1. Be realistic about how much time something takes you. It make take me only a minute to respond to an email but it may take you 5. I may obsess for 10 minutes over the perfect cup of coffee but you just pour out of the pot your significant other made at 5AM. If you need to travel from Point A to Point B, time it the next time. Is it truly a 5 minute trip or is it really more like 20? Take the time to measure the real time something actually needs to be accomplished. Once you know that (and write it down if you need to), then schedule it into the time you really have.
A recent client couldn’t figure out why she couldn’t pick up her son from school on time – she was always late and it was causing a problem for her with the staff. So we sat down and mapped out her route, looked at what she was doing on the way, and estimated the time it would take for each thing she did before she got to the school. Now we live in the same neighborhood and travel the same roads. I knew there was no way on earth she was making it to a particular intersection in 10 minutes when I travel it several times a week and have never made it in less than 25. Unless she had secret transportation technology I wasn’t aware of. Once we timed out everything, she realized that what she thought could be done in 2 hours was really more like 6. No wonder she was always late and stressed out!
2. Review your day the night before. So many of my clients are exhausted at the end of the day – who isn’t?

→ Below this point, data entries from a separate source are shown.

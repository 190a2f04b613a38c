//! UseCase: チャット終了処理
//!
//! ## テスト実装の作業記録
//!
//! ### 何をテストしているか
//! - EndChatUseCase::execute() メソッド
//! - 要求者はアイドル、パートナーは待機状態になり通知を受け取る
//!
//! ### どのような状況を想定しているか
//! - 正常系：ペア中の終了
//! - エッジケース：アイドル中の終了（何もしない）、2 回連続の終了

use std::sync::Arc;

use crate::domain::{LobbyRepository, MessagePusher, ParticipantId};

use super::notify::notify_partner_left;

/// チャット終了のユースケース
pub struct EndChatUseCase {
    /// Repository（データアクセス層の抽象化）
    repository: Arc<dyn LobbyRepository>,
    /// MessagePusher（メッセージ通知の抽象化）
    message_pusher: Arc<dyn MessagePusher>,
}

impl EndChatUseCase {
    /// 新しい EndChatUseCase を作成
    pub fn new(
        repository: Arc<dyn LobbyRepository>,
        message_pusher: Arc<dyn MessagePusher>,
    ) -> Self {
        Self {
            repository,
            message_pusher,
        }
    }

    /// チャット終了を実行
    ///
    /// # Returns
    ///
    /// 取り残され、待機キューに戻されたパートナー
    pub async fn execute(&self, participant_id: &ParticipantId) -> Option<ParticipantId> {
        let mut lobby = self.repository.begin().await;
        let abandoned = lobby.end_chat(participant_id);

        // 再探索で別のセッションに入る前に partner-disconnected を積んでおく
        match abandoned.as_ref() {
            Some(partner) => {
                tracing::info!(participant = %participant_id, partner = %partner, "chat ended");
                notify_partner_left(self.message_pusher.as_ref(), partner).await;
            }
            None => {
                tracing::debug!(participant = %participant_id, "end-chat without partner");
            }
        }
        drop(lobby);
        abandoned
    }
}
//! Deai matchmaking server.
//!
//! Pairs anonymous participants at random and relays chat and WebRTC
//! signaling events between the two members of each session.
//!
//! Run with:
//! ```not_rust
//! cargo run --bin deai-server
//! cargo run --bin deai-server -- --host 0.0.0.0 --port 3000
//! ```

use clap::Parser;
use deai_server::{bootstrap::build_server, config::ServerConfig};
use deai_shared::logger::setup_logger;

#[tokio::main]
async fn main() {
    let config = ServerConfig::parse();

    // Initialize tracing
    setup_logger(
        env!("CARGO_PKG_NAME"),
        env!("CARGO_BIN_NAME"),
        &config.log_level,
    );

    tracing::info!(
        stats_interval_secs = config.stats_interval_secs,
        max_message_length = config.max_message_length,
        "starting deai-server"
    );

    let server = build_server(&config);
    if let Err(e) = server.run(config.host.clone(), config.port).await {
        tracing::error!("Server error: {}", e);
        std::process::exit(1);
    }
}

But taking just 10 minutes to look at your calendar (you do have one, right?), check your tasks (grocery list, errands, phone calls, etc.), and write them down gives you a clear visual of your day. This can be in a digital form or paper. Personally, as much as I love technology and keep everything tracked that way, I write my day out in a simple notebook every night. My clients, errands to run, people to call (including their phone numbers!), etc. I take that little notebook with me and scribble in it all day. Then any info gets put onto my digital world to start again for the next day.
And by knowing how much time each task will take (see #1) makes the planning so much more effective!
One significant benefit of doing this is that you won’t have all those worries bouncing around in your head keeping you from sleeping all night. It’s all on paper and waiting for you in the morning. Wouldn’t that be nice?
A client of mine told me a few weeks ago that when she started doing her planning the night before like this (using the same day planner she had been using) it made all the difference in the world. She had been scrambling in the morning but with the kids, husband and trying to get to the office, she ended up forgetting things and getting to town missing half the stuff she needed. By planning at night, she could stash things in the car she was going to use the next day, or have them in her briefcase or by the door. She said it was like gaining an extra hour or two every day.
3. Plan your day with efficiency in mind. I didn’t realize for a long time that not everyone mapped out their trips by figuring the end point and what could be done on each side of the road on the way there and on the way back. By reviewing and planning the day the night before, it is much easier to a. not forget stuff that needs to get done, b. not backtrack wasting time and gas, and c. have everything with me that I need (library books, client materials, label maker, grocery bags, etc.). Flying by the seat of your pants will only work for so long. As our lives become more complex, we reach a sort of tipping point where we can’t keep it all in our heads or rely on the traffic gods to get us where we need to be on time.
Lay out your day the night before. See clearly what you have to do. Time it. Map it. And at the end of it all, you’ll be glad you did.
What do you do to make your day go easier?